Mais ce n’est pas le seul. L’équipe d’experts en a identifié 20 du même gabarit. "La communication est aussi un défi important: la transmission des images à une distance de 4 années-lumière par exemple, continue le physicien. L’une des possibilités serait d’avoir une série de sondes alignées l’une derrière l’autre qui communiqueraient entre elles." La communication, c’est le cœur même d’une mission dans l’espace. Car, il est déjà une prouesse de lancer une sonde à une vitesse inégalée dans l’histoire humaine, il en est une autre de renvoyer à cette même vitesse les images et données récoltées là-haut.

À propos, que doit ramener cette mission, autre qu’un sursaut technologique?

"Le système Alpha du Centaure est un système avec des étoiles très similaires au soleil: la même masse, le même âge, continue Avi Loeb. La question est de savoir s’il y a une planète comme la Terre dans une zone qu’on appelle habitable, c’est-à-dire qui aurait une température raisonnable permettant la présence de l’eau. La vie telle que nous la connaissons a besoin d’eau. Pour l’instant, nous ne savons pas s’il y a une planète là-bas, les données sont contradictoires. Nous devrions le savoir dans 5 à 10 ans, parce que des personnes sont en train de chercher. D’ici le moment de notre lancement, nous saurons s’il y a ou non une planète. Si pas, nous chercherons une autre étoile. Il y a beaucoup d’étoiles similaires à notre Soleil à une distance de moins de 10 années-lumière."

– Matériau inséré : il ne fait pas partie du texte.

//! Optional run tracking: parameters and metrics as JSON lines.

use std::fs::{self, OpenOptions};
use std::io::Write;
use std::path::{Path, PathBuf};

use serde::Serialize;
use serde_json::Value;
use tracing::warn;

#[derive(Debug, Serialize)]
#[serde(rename_all = "lowercase")]
enum EntryKind {
    Param,
    Metric,
}

#[derive(Debug, Serialize)]
struct Entry<'a> {
    kind: EntryKind,
    key: &'a str,
    value: Value,
}

/// Appends `{"kind", "key", "value"}` lines to a metrics file.
///
/// Tracking never fails a run: write errors are logged as warnings.
#[derive(Debug, Clone, Default)]
pub struct RunTracker {
    path: Option<PathBuf>,
}

impl RunTracker {
    /// Tracks into `path`, created on first write.
    #[must_use]
    pub fn new(path: impl Into<PathBuf>) -> Self {
        Self {
            path: Some(path.into()),
        }
    }

    /// A tracker that records nothing.
    #[must_use]
    pub fn disabled() -> Self {
        Self { path: None }
    }

    /// Destination file, if tracking is enabled.
    #[must_use]
    pub fn path(&self) -> Option<&Path> {
        self.path.as_deref()
    }

    /// Records a run parameter.
    pub fn log_param(&self, key: &str, value: impl Serialize) {
        self.append(EntryKind::Param, key, value);
    }

    /// Records a run metric.
    pub fn log_metric(&self, key: &str, value: f64) {
        self.append(EntryKind::Metric, key, value);
    }

    fn append(&self, kind: EntryKind, key: &str, value: impl Serialize) {
        let Some(path) = &self.path else { return };
        if let Err(e) = write_entry(path, kind, key, value) {
            warn!(path = %path.display(), key, error = %e, "Failed to record run tracking entry");
        }
    }
}

fn write_entry(path: &Path, kind: EntryKind, key: &str, value: impl Serialize) -> std::io::Result<()> {
    let value = serde_json::to_value(value)?;
    let line = serde_json::to_string(&Entry { kind, key, value })?;
    if let Some(parent) = path.parent()
        && !parent.as_os_str().is_empty()
    {
        fs::create_dir_all(parent)?;
    }
    let mut file = OpenOptions::new().create(true).append(true).open(path)?;
    writeln!(file, "{line}")
}

#[cfg(test)]
#[allow(clippy::unwrap_used)]
mod tests {
    use super::*;
    use tempfile::TempDir;

    #[test]
    fn test_tracker_appends_json_lines() {
        let dir = TempDir::new().unwrap();
        let path = dir.path().join("logs").join("metrics.jsonl");
        let tracker = RunTracker::new(&path);

        tracker.log_param("n_clusters", 3);
        tracker.log_metric("silhouette_score", 0.75);

        let raw = fs::read_to_string(&path).unwrap();
        let lines: Vec<Value> = raw.lines().map(|l| serde_json::from_str(l).unwrap()).collect();
        assert_eq!(lines.len(), 2);
        assert_eq!(lines[0]["kind"], "param");
        assert_eq!(lines[0]["key"], "n_clusters");
        assert_eq!(lines[0]["value"], 3);
        assert_eq!(lines[1]["kind"], "metric");
        assert!((lines[1]["value"].as_f64().unwrap() - 0.75).abs() < f64::EPSILON);
    }

    #[test]
    fn test_tracker_failures_do_not_panic() {
        let dir = TempDir::new().unwrap();
        // A directory where the file should be makes every write fail.
        let tracker = RunTracker::new(dir.path());
        tracker.log_metric("coherence_score", 0.5);
        assert!(dir.path().is_dir());
    }

    #[test]
    fn test_disabled_tracker_writes_nothing() {
        let tracker = RunTracker::disabled();
        tracker.log_param("seed", 42);
        assert!(tracker.path().is_none());
    }
}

Prochaine étape: le prototype, qui coûterait 1 milliard de dollars au bas mot. Puis viendrait la réalisation du projet lui-même: 10 milliards de dollars. "C’est dans le même ordre de grandeur que de gros projets scientifiques comme le Grand collisionneur de hadrons au Cern ou le télescope James Webb", estime Avi Loeb. Qui le financera? "Il y a beaucoup de gens dans notre réseau qui ont montré de l’intérêt, confie Pete Worden. Nous sommes assez confiants: si le projet fonctionne, nous trouverons l’argent pour le financer." Mark Zuckerberg? "On se repose surtout sur sa vision et son expertise. On est très contents qu’il fasse partie de l’aventure. Dans l’avenir, il pourrait choisir de mettre quelques ressources financières à disposition. Pour l’instant, ce n’est pas la priorité."

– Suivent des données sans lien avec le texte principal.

//! TF-IDF term weighting and a two-component PCA projection.

use std::collections::{BTreeMap, HashMap};

use tracing::{debug, instrument};

use super::error::AnalysisError;
use super::linalg::{dot, normalize, top_eigenpairs};
use super::tokenize::{content_tokens, tokenize};

/// Default vocabulary size.
pub const DEFAULT_MAX_FEATURES: usize = 500;

/// Seed for the PCA start vectors.
const PCA_SEED: u64 = 42;

/// Sparse document-term matrix with L2-normalized rows.
#[derive(Debug, Clone, PartialEq)]
pub struct TermMatrix {
    vocabulary: Vec<String>,
    rows: Vec<Vec<(usize, f64)>>,
}

impl TermMatrix {
    /// Number of documents.
    #[must_use]
    pub fn n_docs(&self) -> usize {
        self.rows.len()
    }

    /// Number of vocabulary terms.
    #[must_use]
    pub fn n_terms(&self) -> usize {
        self.vocabulary.len()
    }

    /// Vocabulary in column order (alphabetical).
    #[must_use]
    pub fn vocabulary(&self) -> &[String] {
        &self.vocabulary
    }

    /// Non-zero `(column, weight)` entries of row `doc`.
    #[must_use]
    pub fn row(&self, doc: usize) -> &[(usize, f64)] {
        self.rows.get(doc).map_or(&[], Vec::as_slice)
    }

    /// Dense copy of the matrix.
    #[must_use]
    pub fn to_dense(&self) -> Vec<Vec<f64>> {
        self.rows
            .iter()
            .map(|row| {
                let mut dense = vec![0.0; self.vocabulary.len()];
                for &(col, weight) in row {
                    dense[col] = weight;
                }
                dense
            })
            .collect()
    }
}

/// Documents projected onto the first two principal components.
#[derive(Debug, Clone, PartialEq)]
pub struct Projection2D {
    /// One point per document.
    pub points: Vec<[f64; 2]>,
    /// Variance captured by each component.
    pub explained_variance: [f64; 2],
}

/// TF-IDF vectorizer with a capped vocabulary.
#[derive(Debug, Clone, Copy)]
pub struct TfidfVectorizer {
    max_features: usize,
    remove_stop_words: bool,
}

impl Default for TfidfVectorizer {
    fn default() -> Self {
        Self::new(DEFAULT_MAX_FEATURES)
    }
}

impl TfidfVectorizer {
    /// Creates a vectorizer keeping at most `max_features` terms.
    #[must_use]
    pub fn new(max_features: usize) -> Self {
        Self {
            max_features: max_features.max(1),
            remove_stop_words: false,
        }
    }

    /// Drops English stop words before counting.
    #[must_use]
    pub fn with_stop_words_removed(mut self) -> Self {
        self.remove_stop_words = true;
        self
    }

    /// Builds the vocabulary from `documents` and weights them.
    ///
    /// The vocabulary holds the `max_features` terms with the highest corpus
    /// count (ties broken alphabetically). Weights are raw counts times the
    /// smoothed inverse document frequency `ln((1 + n) / (1 + df)) + 1`.
    ///
    /// # Errors
    ///
    /// [`AnalysisError::InsufficientDocuments`] for fewer than two documents
    /// and [`AnalysisError::InsufficientFeatures`] for fewer than two terms.
    #[instrument(skip(self, documents), fields(documents = documents.len(), max_features = self.max_features))]
    pub fn fit_transform(&self, documents: &[String]) -> Result<TermMatrix, AnalysisError> {
        if documents.len() < 2 {
            return Err(AnalysisError::InsufficientDocuments {
                found: documents.len(),
                required: 2,
            });
        }

        let doc_counts: Vec<HashMap<String, usize>> = documents
            .iter()
            .map(|doc| {
                let mut counts = HashMap::new();
                let tokens = if self.remove_stop_words {
                    content_tokens(doc)
                } else {
                    tokenize(doc)
                };
                for token in tokens {
                    *counts.entry(token).or_insert(0) += 1;
                }
                counts
            })
            .collect();

        let mut corpus_counts: BTreeMap<&str, (usize, usize)> = BTreeMap::new();
        for counts in &doc_counts {
            for (term, count) in counts {
                let entry = corpus_counts.entry(term.as_str()).or_insert((0, 0));
                entry.0 += count;
                entry.1 += 1;
            }
        }

        let mut ranked: Vec<(&str, usize, usize)> = corpus_counts
            .into_iter()
            .map(|(term, (total, df))| (term, total, df))
            .collect();
        ranked.sort_by(|a, b| b.1.cmp(&a.1).then_with(|| a.0.cmp(b.0)));
        ranked.truncate(self.max_features);
        ranked.sort_by(|a, b| a.0.cmp(b.0));

        if ranked.len() < 2 {
            return Err(AnalysisError::InsufficientFeatures {
                found: ranked.len(),
            });
        }

        #[allow(clippy::cast_precision_loss)]
        let n = documents.len() as f64;
        #[allow(clippy::cast_precision_loss)]
        let idf: Vec<f64> = ranked
            .iter()
            .map(|&(_, _, df)| ((1.0 + n) / (1.0 + df as f64)).ln() + 1.0)
            .collect();
        let columns: HashMap<&str, usize> = ranked
            .iter()
            .enumerate()
            .map(|(col, &(term, _, _))| (term, col))
            .collect();

        let rows = doc_counts
            .iter()
            .map(|counts| {
                let mut row: Vec<(usize, f64)> = counts
                    .iter()
                    .filter_map(|(term, &count)| {
                        columns.get(term.as_str()).map(|&col| {
                            #[allow(clippy::cast_precision_loss)]
                            let tf = count as f64;
                            (col, tf * idf[col])
                        })
                    })
                    .collect();
                row.sort_by_key(|&(col, _)| col);
                let length = row.iter().map(|(_, w)| w * w).sum::<f64>().sqrt();
                if length > 0.0 {
                    for (_, weight) in &mut row {
                        *weight /= length;
                    }
                }
                row
            })
            .collect();

        let vocabulary = ranked.into_iter().map(|(term, _, _)| term.to_string()).collect();
        Ok(TermMatrix { vocabulary, rows })
    }
}

/// Projects the rows of `matrix` onto their first two principal components.
///
/// Rows are centered first. The eigen-decomposition runs on the smaller of the
/// covariance (terms x terms) and Gram (documents x documents) operators. Each
/// component's sign is fixed so its largest-magnitude loading is positive.
#[must_use]
#[instrument(skip(matrix), fields(docs = matrix.n_docs(), terms = matrix.n_terms()))]
pub fn pca_2d(matrix: &TermMatrix) -> Projection2D {
    let mut data = matrix.to_dense();
    let n = data.len();
    let d = matrix.n_terms();
    if n == 0 || d == 0 {
        return Projection2D {
            points: vec![[0.0, 0.0]; n],
            explained_variance: [0.0, 0.0],
        };
    }

    #[allow(clippy::cast_precision_loss)]
    let n_f = n as f64;
    let mut mean = vec![0.0; d];
    for row in &data {
        for (m, x) in mean.iter_mut().zip(row) {
            *m += x / n_f;
        }
    }
    for row in &mut data {
        for (x, m) in row.iter_mut().zip(&mean) {
            *x -= m;
        }
    }

    let times_data = |v: &[f64]| -> Vec<f64> { data.iter().map(|row| dot(row, v)).collect() };
    let times_data_t = |u: &[f64]| -> Vec<f64> {
        let mut out = vec![0.0; d];
        for (row, &weight) in data.iter().zip(u) {
            for (o, x) in out.iter_mut().zip(row) {
                *o += weight * x;
            }
        }
        out
    };

    let mut components: Vec<Vec<f64>> = if n < d {
        top_eigenpairs(n, 2, |u| times_data(&times_data_t(u)), &[], PCA_SEED)
            .into_iter()
            .map(|(_, u)| {
                let mut v = times_data_t(&u);
                normalize(&mut v);
                v
            })
            .collect()
    } else {
        top_eigenpairs(d, 2, |v| times_data_t(&times_data(v)), &[], PCA_SEED)
            .into_iter()
            .map(|(_, v)| v)
            .collect()
    };
    components.resize(2, vec![0.0; d]);

    for component in &mut components {
        let pivot = component
            .iter()
            .copied()
            .max_by(|a, b| a.abs().total_cmp(&b.abs()))
            .unwrap_or(0.0);
        if pivot < 0.0 {
            for value in component.iter_mut() {
                *value = -*value;
            }
        }
    }

    let points: Vec<[f64; 2]> = data
        .iter()
        .map(|row| [dot(row, &components[0]), dot(row, &components[1])])
        .collect();

    let denominator = (n_f - 1.0).max(1.0);
    let mut explained_variance = [0.0; 2];
    for (axis, variance) in explained_variance.iter_mut().enumerate() {
        *variance = points.iter().map(|p| p[axis] * p[axis]).sum::<f64>() / denominator;
    }
    debug!(?explained_variance, "pca complete");

    Projection2D {
        points,
        explained_variance,
    }
}

/// Vectorizes `documents` and projects them to two dimensions.
///
/// # Errors
///
/// See [`TfidfVectorizer::fit_transform`].
pub fn vectorize(
    documents: &[String],
    max_features: usize,
) -> Result<(TermMatrix, Projection2D), AnalysisError> {
    let matrix = TfidfVectorizer::new(max_features).fit_transform(documents)?;
    let projection = pca_2d(&matrix);
    Ok((matrix, projection))
}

L’équipe est aussi en discussion régulière avec les agences spatiales internationales comme la Nasa, l’agence spatiale européenne (ESA), l’agence chinoise, indienne, etc. La finalité du projet va en effet bien au-delà de Starshot. "On pourrait explorer le Système solaire d’une toute nouvelle façon, avance Avi Loeb. Au lieu d’envoyer une sonde tous les ans ou toutes les quelques années, comme on le faisait dans le passé, ici on pourrait envoyer de nombreuses petites sondes sur tous les endroits qui nous intéressent."

Michel Ardan, le héros de Jules Verne, ne disait pas autre chose: "N’est-il pas évident que tout cela sera dépassé quelque jour par des vitesses plus grandes encore, dont la lumière ou l’électricité seront probablement les agents mécaniques?" Si, comme pour la Lune, les prédictions de Jules Verne sont correctes, dans quelques décennies, nous pourront communiquer avec les étoiles. Et tout ceci ne sera plus de la science-fiction.